Posted September 13, 2012 by vulpesffb
Categories: animals, fantasy, furry art, furry film classics, furry stories, movies

– – Frankenweenie, a film directed by Tim Burton, is coming this October!  A remake of a 1984 short film by Burton, Frankenweenie is a 3D, black-and-white, stop motion-animated comedy horror film.  Like its 1984 predecessor, the film is both a parody of and an homage to the 1931 film Frankenstein as based on Mary Shelley’s classic gothic novel.  

In the film, a young Victor Frankenstein deploys the power of science to bring his beloved dog, Sparky, back to life.  Unintended and sometimes monstruous consequences ensue.  Vocal talents include Martin Short, Winona Ryder, and Martin Landau.  The art has the look of The Nightmare Before Christmas, and should be well worth a look!

Cybernetic Roaches…

Posted September 12, 2012 by vulpesffb
Categories: animal behavior, animals, insects, research, science, weird

– – I, for one, would be freaked to find a remotely-controlled Madagascar hissing cockroach at large in my domicile.  One would wonder what kind of sinister intelligence would be behind it, and such a creation would represent an unnatural perversion of the already repugnant.
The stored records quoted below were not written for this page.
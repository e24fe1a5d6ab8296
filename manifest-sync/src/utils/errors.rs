//! Custom error types for the manifest synchronizer.

use std::path::PathBuf;
use thiserror::Error;

#[derive(Error, Debug)]
pub enum SyncError {
    #[error("Repository unreadable at {path}: {source}")]
    UnreadableRepository {
        path: PathBuf,
        #[source]
        source: std::io::Error,
    },

    #[error("Invalid version: {0}")]
    InvalidVersion(String),

    #[error("Unparsable version directory: {0}")]
    UnparsableVersionDirectory(String),

    #[error("No valid version directory under {0}")]
    NoVersionDirectory(PathBuf),

    #[error("Missing artifact: {0}")]
    MissingArtifact(PathBuf),

    #[error("Invalid existing manifest {path}: {reason}")]
    InvalidManifest { path: PathBuf, reason: String },

    #[error("Schema validation failed: {}", .0.join("; "))]
    SchemaValidation(Vec<String>),

    #[error("min_version {min_version} is above version {version}")]
    MinVersionAboveVersion { min_version: String, version: String },

    #[error("Malformed sha256 digest: {0:?}")]
    InvalidDigest(String),

    #[error("Digest mismatch for {path}: expected {expected}, got {actual}")]
    DigestMismatch {
        path: PathBuf,
        expected: String,
        actual: String,
    },

    #[error("Configuration error: {0}")]
    Config(String),

    #[error("I/O error: {0}")]
    Io(#[from] std::io::Error),

    #[error("Serialization error: {0}")]
    Serialization(#[from] serde_json::Error),
}

pub type Result<T> = std::result::Result<T, SyncError>;
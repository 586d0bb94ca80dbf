//! Blob storage for uploaded sources and merge outputs.
//!
//! Blobs are opaque byte strings keyed by a generated [`BlobId`]. Every
//! `put` yields a fresh id, so concurrent writers never contend on the
//! same blob.
//!
//! # Examples
//!
//! ```no_run
//! use pdfstitch::store::{BlobStore, MemoryBlobStore};
//!
//! # async fn example() -> pdfstitch::Result<()> {
//! let store = MemoryBlobStore::new();
//! let id = store.put(b"%PDF-1.7".to_vec()).await?;
//! assert!(store.get(&id).await?.is_some());
//! assert!(store.delete(&id).await?);
//! # Ok(())
//! # }
//! ```

pub mod fs;
pub mod memory;

pub use fs::FsBlobStore;
pub use memory::MemoryBlobStore;

use crate::error::Result;
use crate::ids::BlobId;

/// Storage backend for blobs.
#[async_trait::async_trait]
pub trait BlobStore: Send + Sync {
    /// Persist `bytes` under a freshly generated id.
    async fn put(&self, bytes: Vec<u8>) -> Result<BlobId>;

    /// Read a blob, `None` if it does not exist.
    async fn get(&self, id: &BlobId) -> Result<Option<Vec<u8>>>;

    /// Delete a blob. Returns whether anything was removed.
    async fn delete(&self, id: &BlobId) -> Result<bool>;
}
//! End-to-end flows through the service surface.

use std::sync::Arc;

use pdfstitch::config::{Config, StorageBackend};
use pdfstitch::merge::{MergeRequestBody, PageItemBody};
use pdfstitch::service::{PageRef, Workspace};
use pdfstitch::{SessionId, StitchError};

use crate::common::{memory_workspace, page_rotations, page_texts, upload};

#[tokio::test]
async fn test_whole_file_merge_applies_page_state() {
    let (ws, _store) = memory_workspace(Config::default());
    let session = ws.session(None);
    let a = upload(&ws, &session, "a.pdf", 3).await;
    let b = upload(&ws, &session, "b.pdf", 2).await;

    ws.delete_pages(
        &session,
        &[PageRef {
            file_id: a.id.clone(),
            page: 1,
        }],
    )
    .unwrap();
    ws.rotate_page(&session, &b.id, 2, 90).unwrap();

    let merged = ws
        .merge(
            Arc::clone(&session),
            MergeRequestBody {
                file_ids: vec![b.id.clone(), a.id.clone()],
                page_items: vec![],
            },
        )
        .await
        .unwrap();
    assert_eq!(merged.pages, 4);

    let download = ws
        .download(&session, &merged.download_url, None)
        .await
        .unwrap();
    assert_eq!(download.file_name, merged.filename);
    assert_eq!(download.content_type, "application/pdf");
    assert!(download.content_disposition.starts_with("attachment;"));

    let texts = page_texts(&download.bytes);
    let order: Vec<_> = ["b.pdf page 1", "b.pdf page 2", "a.pdf page 2", "a.pdf page 3"]
        .iter()
        .zip(&texts)
        .map(|(expected, text)| text.contains(expected))
        .collect();
    assert_eq!(order, vec![true; 4]);
    assert_eq!(page_rotations(&download.bytes), vec![0, 90, 0, 0]);
}

#[tokio::test]
async fn test_page_level_merge_can_repeat_pages() {
    let (ws, _store) = memory_workspace(Config::default());
    let session = ws.session(None);
    let a = upload(&ws, &session, "a.pdf", 2).await;

    let item = |page, rotation| PageItemBody {
        file_id: a.id.clone(),
        page,
        rotation,
    };
    let merged = ws
        .merge(
            Arc::clone(&session),
            MergeRequestBody {
                file_ids: vec![a.id.clone()],
                page_items: vec![item(2, 0), item(2, 180), item(99, 0)],
            },
        )
        .await
        .unwrap();
    assert_eq!(merged.pages, 3);

    let download = ws
        .download(&session, &merged.download_url, Some("picked.pdf"))
        .await
        .unwrap();
    let texts = page_texts(&download.bytes);
    // Out-of-range pages clamp to the last page.
    assert!(texts.iter().all(|text| text.contains("a.pdf page 2")));
    assert_eq!(page_rotations(&download.bytes), vec![0, 180, 0]);
    assert!(
        download
            .content_disposition
            .contains("filename=\"picked.pdf\"")
    );
}

#[tokio::test]
async fn test_downloads_are_repeatable_until_clear() {
    let (ws, store) = memory_workspace(Config::default());
    let session = ws.session(None);
    let a = upload(&ws, &session, "a.pdf", 1).await;
    let merged = ws
        .merge(
            Arc::clone(&session),
            MergeRequestBody {
                file_ids: vec![a.id],
                page_items: vec![],
            },
        )
        .await
        .unwrap();

    for _ in 0..2 {
        assert!(ws.download(&session, &merged.download_url, None).await.is_ok());
    }
    assert_eq!(store.len().await, 2);

    ws.clear(&session).await;
    assert_eq!(store.len().await, 0);
    let err = ws
        .download(&session, &merged.download_url, None)
        .await
        .unwrap_err();
    assert!(matches!(err, StitchError::NotFound { .. }));
}

#[tokio::test]
async fn test_filesystem_store_is_cleaned_on_session_end() {
    let dir = tempfile::TempDir::new().unwrap();
    let config = Config {
        storage: StorageBackend::Filesystem(dir.path().to_path_buf()),
        ..Config::default()
    };
    let ws = Workspace::open(config).await.unwrap();
    let session = ws.session(None);
    let a = upload(&ws, &session, "a.pdf", 2).await;
    ws.merge(
        Arc::clone(&session),
        MergeRequestBody {
            file_ids: vec![a.id],
            page_items: vec![],
        },
    )
    .await
    .unwrap();

    let blobs = || std::fs::read_dir(dir.path()).unwrap().count();
    assert_eq!(blobs(), 2);

    assert!(ws.end_session(session.id()).await);
    assert_eq!(blobs(), 0);
}

#[tokio::test]
async fn test_sessions_are_isolated() {
    let (ws, _store) = memory_workspace(Config::default());
    let first = ws.session(None);
    let second = ws.session(None);
    let a = upload(&ws, &first, "a.pdf", 1).await;

    assert!(ws.files(&second).is_empty());
    let err = ws
        .merge(
            Arc::clone(&second),
            MergeRequestBody {
                file_ids: vec![a.id],
                page_items: vec![],
            },
        )
        .await
        .unwrap_err();
    assert_eq!(err.to_string(), "Invalid request: nothing to merge");

    // Resuming by id returns the same session.
    let again = ws.session(Some(first.id()));
    assert!(Arc::ptr_eq(&first, &again));
    assert_eq!(ws.files(&again).len(), 1);

    let unknown = ws.session(Some(&SessionId::from("gone")));
    assert_ne!(unknown.id(), first.id());
}
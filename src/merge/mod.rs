//! Merge pipeline.
//!
//! A merge goes through three stages:
//!
//! 1. [`MergeRequest`]: the client body is validated (shape, rotations)
//!    before any I/O.
//! 2. [`MergeResolver`]: the request is resolved tolerantly against the
//!    session into an ordered page list. Stale file ids are skipped.
//!    [`Resolution::into_job`] then rejects an empty result.
//! 3. [`MergeExecutor`]: pages are copied into a fresh document, which is
//!    stored as one new blob.
//!
//! [`MergeEngine`] drives the stages and applies the concurrency policy:
//! [`ConcurrencyClass::Bounded`] jobs queue for a [`MergePool`] permit,
//! [`ConcurrencyClass::Inline`] jobs run in the caller's task.

pub mod engine;
pub mod executor;
pub mod pool;
pub mod request;
pub mod resolver;

pub use engine::{MergeEngine, MergeHandle, MergePlan};
pub use executor::{MergeExecutor, MergeOutput};
pub use pool::{MergePool, PoolPermit};
pub use request::{MergeRequest, MergeRequestBody, PageItem, PageItemBody};
pub use resolver::{MergeJob, MergeResolver, Resolution, SourceCache};

use serde::Serialize;
use std::fmt;

use crate::rotation::Rotation;
use crate::session::SourceFile;

/// How a merge job is scheduled.
#[derive(Debug, Clone, Copy, PartialEq, Eq, Hash, Serialize)]
#[serde(rename_all = "lowercase")]
pub enum ConcurrencyClass {
    /// Waits for a pool permit.
    Bounded,
    /// Runs in the requesting task, outside the pool.
    Inline,
}

impl fmt::Display for ConcurrencyClass {
    fn fmt(&self, f: &mut fmt::Formatter<'_>) -> fmt::Result {
        match self {
            Self::Bounded => f.write_str("bounded"),
            Self::Inline => f.write_str("inline"),
        }
    }
}

/// One page of a merge output.
#[derive(Debug, Clone, PartialEq, Eq, Serialize)]
#[serde(rename_all = "camelCase")]
pub struct ResolvedPage {
    pub file: SourceFile,
    /// Zero-based index into the source document.
    pub page_index: usize,
    pub rotation: Rotation,
}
Scientists at the North Carolina State University have already created such a fun toy, however, by taking a lightweight chip with a wireless receiver and transmitter, and attaching it to a cockroach like a tiny backpack.  Madagascar hissing cockroaches are the roach of choice as they are large, heavy-duty, and already carry a significant gross-out factor.  With a microcontroller connected to the roach’s antennae and cerci (rear sensory organs), small electrical charges from the wires to the cerci trick the roach into moving in response to a perceived threat.  Charges sent to the antennae make the roach think that it’s bumped into something.  By utilizing both inputs, it’s possible to basically steer the cockroach.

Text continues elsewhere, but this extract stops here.